Once, last summer, Mr. Verver, he pulled up the fallen strap of my bathing suit with one long finger. I still remember the
tickly-achy feeling, a feeling I never felt before.

We walk down the basement stairs to the rec room. This is where the Verver kid parties were held, and, for a while, weekly
poker night with Mr. Verver and some of the neighborhood dads. And the adults come down here a lot during the block parties
and the Verver Fourth of July party to get away from the kids and to smoke. There are family pictures and some German beer
posters. An old velvet poster that said, “Mott the Hoople,” which I always thought was a Dr. Seuss book.

The floor is hard and when we were little Evie and I practiced tap down here.

“Me and My Shadow,” step-shuffle-back-step, step-shuffle-back-step.

Behind the bar, there’s a long, thickly varnished shadow box where all the trophies are, except Evie’s, which are in her room,
because they are always too big for the case—puffy, padded soccer ball sculptures, and Dusty always says they look like cartoons
of trophies, not trophies themselves.

Mr. Verver shoves the new trophy into the center, and a fog of
dust puffs out at us. When I cough Mr. Verver slaps me hard on the back and makes a funny Three Stooges sound.

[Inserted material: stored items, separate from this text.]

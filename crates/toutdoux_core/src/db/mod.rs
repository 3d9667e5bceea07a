//! SQLite storage bootstrap and schema migration entry points.
//!
//! # Responsibility
//! - Open and configure SQLite connections for the to-do store.
//! - Apply schema migrations in deterministic order.
//!
//! # Invariants
//! - Migration version is tracked via `PRAGMA user_version`.
//! - Lists, labels, entries and relations are never touched before
//!   migrations succeed.

use std::error::Error;
use std::fmt::{Display, Formatter};

pub mod migrations;
mod open;

pub use open::{open_db, open_db_in_memory};

pub type DbResult<T> = Result<T, DbError>;

#[derive(Debug)]
pub enum DbError {
    Sqlite(rusqlite::Error),
    UnsupportedSchemaVersion {
        db_version: u32,
        latest_supported: u32,
    },
}

impl DbError {
    /// Returns whether this error is a SQLite `UNIQUE` constraint violation.
    pub fn is_unique_violation(&self) -> bool {
        match self {
            Self::Sqlite(rusqlite::Error::SqliteFailure(err, _)) => {
                err.extended_code == rusqlite::ffi::SQLITE_CONSTRAINT_UNIQUE
                    || err.extended_code == rusqlite::ffi::SQLITE_CONSTRAINT_PRIMARYKEY
            }
            _ => false,
        }
    }
}

impl Display for DbError {
    fn fmt(&self, f: &mut Formatter<'_>) -> std::fmt::Result {
        match self {
            Self::Sqlite(err) => write!(f, "{err}"),
            Self::UnsupportedSchemaVersion {
                db_version,
                latest_supported,
            } => write!(
                f,
                "database schema version {db_version} is newer than supported {latest_supported}"
            ),
        }
    }
}

impl Error for DbError {
    fn source(&self) -> Option<&(dyn Error + 'static)> {
        match self {
            Self::Sqlite(err) => Some(err),
            Self::UnsupportedSchemaVersion { .. } => None,
        }
    }
}

impl From<rusqlite::Error> for DbError {
    fn from(value: rusqlite::Error) -> Self {
        Self::Sqlite(value)
    }
}
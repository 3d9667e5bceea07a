//! Repository layer abstractions and SQLite implementations.
//!
//! # Responsibility
//! - Define use-case oriented data access contracts.
//! - Isolate SQLite query details from service/business orchestration.
//!
//! # Invariants
//! - Repositories accept any `&Connection`, so they run unchanged inside a
//!   caller-owned `Transaction`.
//! - Lookups report absence as `Ok(None)`/`Ok(false)`; only transport and
//!   data-shape failures become `RepoError`.
//! - Repositories refuse connections that are not migrated to the latest
//!   schema version.

use crate::db::migrations::latest_version;
use crate::db::DbError;
use rusqlite::Connection;
use std::error::Error;
use std::fmt::{Display, Formatter};
use uuid::Uuid;

pub mod entry_repo;
pub mod label_repo;
pub mod list_repo;
pub mod relation_type_repo;

pub type RepoResult<T> = Result<T, RepoError>;

/// Generic repository error for persistence and query operations.
#[derive(Debug)]
pub enum RepoError {
    /// Underlying SQLite/bootstrap error.
    Db(DbError),
    /// Persisted data cannot be converted to a valid record.
    InvalidData(String),
    /// Connection schema is not at the expected migrated version.
    UninitializedConnection {
        expected_version: u32,
        actual_version: u32,
    },
    /// Required table is missing.
    MissingRequiredTable(&'static str),
}

impl RepoError {
    /// Returns whether the failure is a storage-level uniqueness conflict.
    pub fn is_unique_violation(&self) -> bool {
        matches!(self, Self::Db(err) if err.is_unique_violation())
    }
}

impl Display for RepoError {
    fn fmt(&self, f: &mut Formatter<'_>) -> std::fmt::Result {
        match self {
            Self::Db(err) => write!(f, "{err}"),
            Self::InvalidData(message) => write!(f, "invalid persisted data: {message}"),
            Self::UninitializedConnection {
                expected_version,
                actual_version,
            } => write!(
                f,
                "repository requires schema version {expected_version}, got {actual_version}"
            ),
            Self::MissingRequiredTable(table) => {
                write!(f, "repository requires table `{table}`")
            }
        }
    }
}

impl Error for RepoError {
    fn source(&self) -> Option<&(dyn Error + 'static)> {
        match self {
            Self::Db(err) => Some(err),
            Self::InvalidData(_) => None,
            Self::UninitializedConnection { .. } => None,
            Self::MissingRequiredTable(_) => None,
        }
    }
}

impl From<DbError> for RepoError {
    fn from(value: DbError) -> Self {
        Self::Db(value)
    }
}

impl From<rusqlite::Error> for RepoError {
    fn from(value: rusqlite::Error) -> Self {
        Self::Db(DbError::Sqlite(value))
    }
}

/// Checks schema version and the presence of `tables`.
pub(crate) fn ensure_connection_ready(
    conn: &Connection,
    tables: &[&'static str],
) -> RepoResult<()> {
    let expected_version = latest_version();
    let actual_version: u32 = conn.query_row("PRAGMA user_version;", [], |row| row.get(0))?;
    if actual_version != expected_version {
        return Err(RepoError::UninitializedConnection {
            expected_version,
            actual_version,
        });
    }

    for table in tables {
        if !table_exists(conn, table)? {
            return Err(RepoError::MissingRequiredTable(table));
        }
    }

    Ok(())
}

fn table_exists(conn: &Connection, table: &str) -> RepoResult<bool> {
    let exists: i64 = conn.query_row(
        "SELECT EXISTS(
            SELECT 1
            FROM sqlite_master
            WHERE type = 'table' AND name = ?1
        );",
        [table],
        |row| row.get(0),
    )?;
    Ok(exists == 1)
}

pub(crate) fn parse_uuid(value: &str, column: &'static str) -> RepoResult<Uuid> {
    Uuid::parse_str(value)
        .map_err(|_| RepoError::InvalidData(format!("invalid uuid `{value}` in {column}")))
}

pub(crate) fn parse_bool(value: i64, column: &'static str) -> RepoResult<bool> {
    match value {
        0 => Ok(false),
        1 => Ok(true),
        other => Err(RepoError::InvalidData(format!(
            "invalid boolean value `{other}` in {column}"
        ))),
    }
}

pub(crate) fn bool_to_int(value: bool) -> i64 {
    if value {
        1
    } else {
        0
    }
}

The room always smells like laundry, the soft gust of fabric softener. I see a few empty beer bottles on the barrel-slat coffee
table and think sadly of Mr. Verver down here, his mournful wife and daughter crying mercilessly in separate bedrooms upstairs,
and there’s nothing he can do.

It is so terrible.

In the corner of the shadow box, which stretches the full length of the leather-padded bar, there’s a small trophy I don’t
remember noticing before, a green-gold musical note propped on top of a tiny marble stand.

“What’s this?” I say, reaching out for it.

Mr. Verver smiles, yanking it from the shelf and handing it to me.

I see the gold lettering half dissolved, as if even setting my fingers on it could erase the rest:

STA E MUS C COMPE T ON—2 P CE

“It’s so old,” I say, and Mr. Verver laughs.

“Centuries past. Ice ages have come and gone.”

I feel an impish smirk on me. “This is yours,” I say.

“Yeah,” he says, taking it gently from my hand and turning it around to look at it.

“What did you play?” I ask, even though I know. I remember him telling Evie and me before. I remember how he got so excited
when he talked about it.

“Piano,” he says. “Keyboards. I played at the state finals. This big theater by the Capitol Building. One of those old-time
movie palaces with pipe organs that seem to hit the sky. I remember coming onstage and there was this heavy gold curtain,
the tallest I’d ever seen. And the lights. It was like stepping into the sun.”

He laughs softly. “It was a lot to take for a scrawny kid like me. But I played my heart out.”

I picture Mr. Verver, hunched over a gleaming baby grand, over a silver piano like in an old movie, over a shambling upright
piano in a dimly lit bar, his eyes soulful and brooding.

“I bet you were amazing,” I say, nearly cringing at myself.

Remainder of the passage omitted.